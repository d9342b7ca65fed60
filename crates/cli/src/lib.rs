//! DeskShare CLI
//!
//! Command-line client for the DeskShare daemon's screen-share API.

pub mod client;
pub mod commands;
pub mod output;
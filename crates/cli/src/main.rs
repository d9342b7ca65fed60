//! DeskShare CLI - Main Entry Point

use clap::{Parser, Subcommand};

use deskshare_cli::client::ApiClient;
use deskshare_cli::commands::{link, share};
use deskshare_cli::output::{self, print_error};

/// DeskShare CLI - VNC screen sharing over websockify
#[derive(Parser)]
#[command(name = "deskshare")]
#[command(author, version, about, long_about = None)]
#[command(propagate_version = true)]
struct Cli {
    /// Daemon address
    #[arg(long, default_value = "http://127.0.0.1:5000", env = "DESKSHARE_ADDR", global = true)]
    addr: String,

    /// Output format
    #[arg(long, default_value = "table", global = true)]
    format: output::OutputFormat,

    /// Enable verbose output
    #[arg(short, long, global = true)]
    verbose: bool,

    #[command(subcommand)]
    command: Commands,
}

#[derive(Subcommand)]
enum Commands {
    /// Start shares, bridges and redeem tokens
    #[command(subcommand)]
    Share(share::ShareCommands),

    /// Generate, use and decode share links
    #[command(subcommand)]
    Link(link::LinkCommands),

    /// Check daemon status
    Status,

    /// Show version information
    Version,
}

#[tokio::main]
async fn main() -> anyhow::Result<()> {
    let cli = Cli::parse();

    // Initialize logging
    let log_level = if cli.verbose { "debug" } else { "warn" };
    tracing_subscriber::fmt()
        .with_env_filter(
            tracing_subscriber::EnvFilter::try_from_default_env()
                .unwrap_or_else(|_| tracing_subscriber::EnvFilter::new(log_level)),
        )
        .with_target(false)
        .with_writer(std::io::stderr)
        .init();

    let client = ApiClient::new(&cli.addr)?;

    let result = match cli.command {
        Commands::Share(cmd) => share::execute(cmd, client, cli.format).await,
        Commands::Link(cmd) => link::execute(cmd, client, cli.format).await,
        Commands::Status => {
            if client.health_check().await {
                output::print_success(&format!("Daemon is running at {}", cli.addr));
                Ok(())
            } else {
                print_error(&format!("Daemon is not responding at {}", cli.addr));
                std::process::exit(1);
            }
        }
        Commands::Version => {
            println!("DeskShare CLI v{}", env!("CARGO_PKG_VERSION"));
            Ok(())
        }
    };

    if let Err(e) = result {
        print_error(&format!("{:#}", e));
        std::process::exit(1);
    }

    Ok(())
}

************

■ Exercise goal ■
Given the listing above, print all of it word for word.

■ Expected answer ■
repository d9342b7ca65fed60
filename crates/cli/src/lib.rs
//! DeskShare CLI
//!
//! Command-line client for the DeskShare daemon's screen-share API.

pub mod client;
pub mod commands;
pub mod output;
filename crates/cli/src/main.rs
repository d9342b7ca65fed60
//! DeskShare CLI - Main Entry Point

use clap::{Parser, Subcommand};

use deskshare_cli::client::ApiClient;
use deskshare_cli::commands::{link, share};
use deskshare_cli::output::{self, print_error};

/// DeskShare CLI - VNC screen sharing over websockify
#[derive(Parser)]
#[command(name = "deskshare")]
#[command(author, version, about, long_about = None)]
#[command(propagate_version = true)]
struct Cli {
    /// Daemon address
    #[arg(long, default_value = "http://127.0.0.1:5000", env = "DESKSHARE_ADDR", global = true)]
    addr: String,

    /// Output format
    #[arg(long, default_value = "table", global = true)]
    format: output::OutputFormat,

    /// Enable verbose output
    #[arg(short, long, global = true)]
    verbose: bool,

    #[command(subcommand)]
    command: Commands,
}

#[derive(Subcommand)]
enum Commands {
    /// Start shares, bridges and redeem tokens
    #[command(subcommand)]
    Share(share::ShareCommands),

    /// Generate, use and decode share links
    #[command(subcommand)]
    Link(link::LinkCommands),

    /// Check daemon status
    Status,

    /// Show version information
    Version,
}

#[tokio::main]
async fn main() -> anyhow::Result<()> {
    let cli = Cli::parse();

    // Initialize logging
    let log_level = if cli.verbose { "debug" } else { "warn" };
    tracing_subscriber::fmt()
        .with_env_filter(
            tracing_subscriber::EnvFilter::try_from_default_env()
                .unwrap_or_else(|_| tracing_subscriber::EnvFilter::new(log_level)),
        )
        .with_target(false)
        .with_writer(std::io::stderr)
        .init();

    let client = ApiClient::new(&cli.addr)?;

    let result = match cli.command {
        Commands::Share(cmd) => share::execute(cmd, client, cli.format).await,
        Commands::Link(cmd) => link::execute(cmd, client, cli.format).await,
        Commands::Status => {
            if client.health_check().await {
                output::print_success(&format!("Daemon is running at {}", cli.addr));
                Ok(())
            } else {
                print_error(&format!("Daemon is not responding at {}", cli.addr));
                std::process::exit(1);
            }
        }
        Commands::Version => {
            println!("DeskShare CLI v{}", env!("CARGO_PKG_VERSION"));
            Ok(())
        }
    };

    if let Err(e) = result {
        print_error(&format!("{:#}", e));
        std::process::exit(1);
    }

    Ok(())
}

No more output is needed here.